=== Begin Enclosure ===
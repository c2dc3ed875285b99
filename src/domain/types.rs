//! Domain types with validation support.

use std::collections::BTreeMap;

use chrono::{DateTime, Utc};
use rust_decimal::Decimal;
use serde::{Deserialize, Serialize};
use utoipa::ToSchema;
use uuid::Uuid;
use validator::{Validate, ValidationError};

/// Direction of a single-account balance change
#[derive(Debug, Clone, Copy, Serialize, Deserialize, PartialEq, Eq, ToSchema)]
#[serde(rename_all = "SCREAMING_SNAKE_CASE")]
pub enum BalanceAction {
    Withdraw,
    Deposit,
}

impl BalanceAction {
    pub fn as_str(&self) -> &'static str {
        match self {
            Self::Withdraw => "WITHDRAW",
            Self::Deposit => "DEPOSIT",
        }
    }

    /// Apply this action to `balance`; `None` when a withdrawal would
    /// overdraw it
    #[must_use]
    pub fn apply(&self, balance: Decimal, amount: Decimal) -> Option<Decimal> {
        match self {
            Self::Withdraw if balance < amount => None,
            Self::Withdraw => Some(balance - amount),
            Self::Deposit => Some(balance + amount),
        }
    }
}

impl std::fmt::Display for BalanceAction {
    fn fmt(&self, f: &mut std::fmt::Formatter<'_>) -> std::fmt::Result {
        write!(f, "{}", self.as_str())
    }
}

/// Bank account entity
#[derive(Debug, Clone, Serialize, Deserialize, PartialEq, ToSchema)]
#[serde(rename_all = "camelCase")]
pub struct Account {
    pub id: Uuid,
    #[schema(example = "53-68-92")]
    pub sort_code: String,
    #[schema(example = "73084635")]
    pub account_number: String,
    #[schema(example = "Example Bank")]
    pub bank_name: String,
    #[schema(example = "Jane Doe")]
    pub owner_name: String,
    #[schema(value_type = String, example = "1071.78")]
    pub current_balance: Decimal,
    pub created_at: DateTime<Utc>,
    pub updated_at: DateTime<Utc>,
}

impl Account {
    #[must_use]
    pub fn new(
        sort_code: String,
        account_number: String,
        bank_name: String,
        owner_name: String,
    ) -> Self {
        let now = Utc::now();
        Self {
            id: Uuid::new_v4(),
            sort_code,
            account_number,
            bank_name,
            owner_name,
            current_balance: Decimal::ZERO,
            created_at: now,
            updated_at: now,
        }
    }

    #[must_use]
    pub fn with_balance(mut self, balance: Decimal) -> Self {
        self.current_balance = balance;
        self
    }
}

/// Ledger entry written for every balance change
#[derive(Debug, Clone, Serialize, Deserialize, PartialEq, ToSchema)]
#[serde(rename_all = "camelCase")]
pub struct TransactionRecord {
    pub id: Uuid,
    pub source_account_id: Option<Uuid>,
    pub target_account_id: Option<Uuid>,
    pub target_owner_name: Option<String>,
    #[schema(value_type = String, example = "25.00")]
    pub amount: Decimal,
    pub initiation_date: DateTime<Utc>,
}

impl TransactionRecord {
    #[must_use]
    pub fn new(
        source: Option<&Account>,
        target: Option<&Account>,
        amount: Decimal,
    ) -> Self {
        Self {
            id: Uuid::new_v4(),
            source_account_id: source.map(|a| a.id),
            target_account_id: target.map(|a| a.id),
            target_owner_name: target.map(|a| a.owner_name.clone()),
            amount,
            initiation_date: Utc::now(),
        }
    }
}

/// Decimal places an amount may carry
pub const MAX_AMOUNT_SCALE: u32 = 2;

fn validate_positive(amount: &Decimal) -> Result<(), ValidationError> {
    if !amount.is_sign_positive() || amount.is_zero() {
        return Err(
            ValidationError::new("positive").with_message("Amount must be greater than 0".into())
        );
    }
    if amount.normalize().scale() > MAX_AMOUNT_SCALE {
        return Err(ValidationError::new("scale")
            .with_message("Amount must have at most 2 decimal places".into()));
    }
    Ok(())
}

/// Account identification by sort code and account number
#[derive(Debug, Clone, Default, Serialize, Deserialize, Validate, PartialEq, Eq, ToSchema)]
#[serde(rename_all = "camelCase", default)]
pub struct AccountInput {
    #[validate(length(min = 1, message = "Sort code is mandatory"))]
    #[schema(example = "53-68-92")]
    pub sort_code: String,
    #[validate(length(min = 1, message = "Account number is mandatory"))]
    #[schema(example = "73084635")]
    pub account_number: String,
}

impl AccountInput {
    #[must_use]
    pub fn new(sort_code: impl Into<String>, account_number: impl Into<String>) -> Self {
        Self {
            sort_code: sort_code.into(),
            account_number: account_number.into(),
        }
    }
}

/// Request to open a new account
#[derive(Debug, Clone, Default, Serialize, Deserialize, Validate, ToSchema)]
#[serde(rename_all = "camelCase", default)]
pub struct CreateAccountInput {
    #[validate(length(min = 1, message = "Bank name is mandatory"))]
    #[schema(example = "Example Bank")]
    pub bank_name: String,
    #[validate(length(min = 1, message = "Owner name is mandatory"))]
    #[schema(example = "Jane Doe")]
    pub owner_name: String,
}

impl CreateAccountInput {
    #[must_use]
    pub fn new(bank_name: impl Into<String>, owner_name: impl Into<String>) -> Self {
        Self {
            bank_name: bank_name.into(),
            owner_name: owner_name.into(),
        }
    }
}

/// Request to move funds between two accounts
#[derive(Debug, Clone, Default, Serialize, Deserialize, Validate, ToSchema)]
#[serde(rename_all = "camelCase", default)]
pub struct TransactionInput {
    #[validate(nested)]
    pub source_account: AccountInput,
    #[validate(nested)]
    pub target_account: AccountInput,
    #[validate(custom(function = "validate_positive"))]
    #[schema(value_type = String, example = "27.50")]
    pub amount: Decimal,
}

/// Request to withdraw funds from an account
#[derive(Debug, Clone, Default, Serialize, Deserialize, Validate, ToSchema)]
#[serde(rename_all = "camelCase", default)]
pub struct WithdrawInput {
    #[validate(length(min = 1, message = "Sort code is mandatory"))]
    #[schema(example = "53-68-92")]
    pub sort_code: String,
    #[validate(length(min = 1, message = "Account number is mandatory"))]
    #[schema(example = "73084635")]
    pub account_number: String,
    #[validate(custom(function = "validate_positive"))]
    #[schema(value_type = String, example = "20.00")]
    pub amount: Decimal,
}

impl WithdrawInput {
    /// View as search criteria for validation and lookup
    #[must_use]
    pub fn account(&self) -> AccountInput {
        AccountInput::new(self.sort_code.clone(), self.account_number.clone())
    }
}

/// Request to deposit funds into an account identified by number alone
#[derive(Debug, Clone, Default, Serialize, Deserialize, Validate, ToSchema)]
#[serde(rename_all = "camelCase", default)]
pub struct DepositInput {
    #[validate(length(min = 1, message = "Target account number is mandatory"))]
    #[schema(example = "73084635")]
    pub target_account_no: String,
    #[validate(custom(function = "validate_positive"))]
    #[schema(value_type = String, example = "50.00")]
    pub amount: Decimal,
}

/// Health status enum
#[derive(Debug, Clone, Copy, Serialize, Deserialize, PartialEq, Eq, ToSchema)]
#[serde(rename_all = "lowercase")]
pub enum HealthStatus {
    /// All systems operational
    Healthy,
    /// Critical systems unavailable
    Unhealthy,
}

/// Health check response
#[derive(Debug, Clone, Serialize, Deserialize, ToSchema)]
pub struct HealthResponse {
    /// Overall system status
    pub status: HealthStatus,
    /// Account store health status
    pub database: HealthStatus,
    /// Current server timestamp
    pub timestamp: DateTime<Utc>,
    /// Application version
    #[schema(example = "0.1.0")]
    pub version: String,
}

impl HealthResponse {
    #[must_use]
    pub fn new(database: HealthStatus) -> Self {
        Self {
            status: database,
            database,
            timestamp: Utc::now(),
            version: env!("CARGO_PKG_VERSION").to_string(),
        }
    }
}

/// Error response structure
#[derive(Debug, Clone, Serialize, Deserialize, ToSchema)]
pub struct ErrorResponse {
    /// Error details
    pub error: ErrorDetail,
}

/// Error detail structure
#[derive(Debug, Clone, Serialize, Deserialize, ToSchema)]
pub struct ErrorDetail {
    /// Error type identifier
    #[schema(example = "database_error")]
    pub r#type: String,
    /// Human-readable error message
    #[schema(example = "Database error: Connection failed: pool timed out")]
    pub message: String,
    /// Per-field messages for request validation failures
    #[serde(default, skip_serializing_if = "Option::is_none")]
    pub fields: Option<BTreeMap<String, String>>,
}
//! HTTP router wiring the handlers to their routes and middleware.

use std::sync::Arc;
use std::time::Duration;

use axum::{
    Router,
    routing::{get, post},
};
use tower::limit::ConcurrencyLimitLayer;
use tower_http::{
    cors::{Any, CorsLayer},
    timeout::TimeoutLayer,
    trace::TraceLayer,
};
use utoipa::OpenApi;
use utoipa_swagger_ui::SwaggerUi;

use super::handlers::{
    ApiDoc, create_account_handler, deposit_handler, health_check_handler,
    list_transactions_handler, liveness_handler, lookup_account_handler, readiness_handler,
    transfer_handler, withdraw_handler,
};
use crate::app::AppState;

/// Middleware limits applied to every route
#[derive(Debug, Clone)]
pub struct RouterConfig {
    pub request_timeout: Duration,
    pub max_concurrent_requests: usize,
}

impl Default for RouterConfig {
    fn default() -> Self {
        Self {
            request_timeout: Duration::from_secs(30),
            max_concurrent_requests: 256,
        }
    }
}

/// Create the router with default middleware limits
pub fn create_router(app_state: Arc<AppState>) -> Router {
    create_router_with_config(app_state, RouterConfig::default())
}

pub fn create_router_with_config(app_state: Arc<AppState>, config: RouterConfig) -> Router {
    let api_v1 = Router::new()
        .route(
            "/accounts",
            post(lookup_account_handler).put(create_account_handler),
        )
        .route("/accounts/{id}/transactions", get(list_transactions_handler))
        .route("/transactions", post(transfer_handler))
        .route("/withdraw", post(withdraw_handler))
        .route("/deposit", post(deposit_handler));

    let cors = CorsLayer::new()
        .allow_origin(Any)
        .allow_methods(Any)
        .allow_headers(Any);

    Router::new()
        .nest("/api/v1", api_v1)
        .route("/health", get(health_check_handler))
        .route("/health/live", get(liveness_handler))
        .route("/health/ready", get(readiness_handler))
        .with_state(app_state)
        .merge(SwaggerUi::new("/swagger-ui").url("/api-docs/openapi.json", ApiDoc::openapi()))
        .layer(ConcurrencyLimitLayer::new(config.max_concurrent_requests))
        .layer(TimeoutLayer::new(config.request_timeout))
        .layer(TraceLayer::new_for_http())
        .layer(cors)
}
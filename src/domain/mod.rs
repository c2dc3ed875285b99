//! Domain layer containing core business types, traits, and error definitions.

pub mod error;
pub mod messages;
pub mod outcome;
pub mod traits;
pub mod types;
pub mod validation;

pub use error::{AppError, ConfigError, DatabaseError, ValidationError};
pub use outcome::{Outcome, OutcomeBuilder, OutcomeKind, Resolution};
pub use traits::{AccountService, DatabaseClient, TransactionService};
pub use types::{
    Account, AccountInput, BalanceAction, CreateAccountInput, DepositInput, ErrorDetail,
    ErrorResponse, HealthResponse, HealthStatus, TransactionInput, TransactionRecord,
    WithdrawInput,
};
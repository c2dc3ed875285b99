//! Funds transfer between two accounts.

use axum::http::StatusCode;
use serde::Serialize;
use tracing::instrument;

use crate::domain::messages::INVALID_TRANSACTION;
use crate::domain::validation::is_search_transaction_valid;
use crate::domain::{AppError, Outcome, OutcomeBuilder, TransactionInput, TransactionService};

#[derive(Debug, Clone, Copy, PartialEq, Eq, Hash, Serialize)]
#[serde(rename_all = "SCREAMING_SNAKE_CASE")]
pub enum TransferStep {
    PreValidation,
    ValidationFailedGeneric,
    TransferAttempt,
    TransferFailed,
    ResultSuccess,
}

/// Payload is whether the transfer completed; a failed transfer still
/// reports `false` rather than an absent payload.
#[instrument(skip_all, fields(amount = %input.amount))]
pub async fn evaluate_transfer(
    transactions: &dyn TransactionService,
    input: &TransactionInput,
) -> Result<Outcome<bool, TransferStep>, AppError> {
    let mut builder = OutcomeBuilder::begin();
    builder.record(TransferStep::PreValidation);

    if !is_search_transaction_valid(input) {
        builder.record(TransferStep::ValidationFailedGeneric);
        return Ok(builder.invalid(StatusCode::BAD_REQUEST, Some(INVALID_TRANSACTION)));
    }

    builder.record(TransferStep::TransferAttempt);
    if !transactions.make_transfer(input).await? {
        builder.record(TransferStep::TransferFailed);
        return Ok(builder.failure_with(false, StatusCode::OK, Some(INVALID_TRANSACTION)));
    }

    builder.record(TransferStep::ResultSuccess);
    Ok(builder.success(true, StatusCode::OK))
}
//! Response messages shared by pipelines and routes.

pub const INVALID_SEARCH_CRITERIA: &str =
    "The provided sort code or account number did not match the expected format";

pub const NO_ACCOUNT_FOUND: &str =
    "Unable to find an account matching this sort code and account number";

pub const CREATE_ACCOUNT_FAILED: &str = "Error happened during creating new account";

pub const INVALID_TRANSACTION: &str = "Account information is invalid or transaction has been denied for your protection. Please try again.";

pub const INSUFFICIENT_ACCOUNT_BALANCE: &str = "Your account does not have sufficient balance";

pub const SUCCESS: &str = "Operation completed successfully";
=== End Enclosure ===
EXERCISE REQUIREMENTS »
Extract each line from the listing that holds the word "TransactionRecord".

EXERCISE OUTPUT »
pub struct TransactionRecord {
impl TransactionRecord {
    ErrorResponse, HealthResponse, HealthStatus, TransactionInput, TransactionRecord,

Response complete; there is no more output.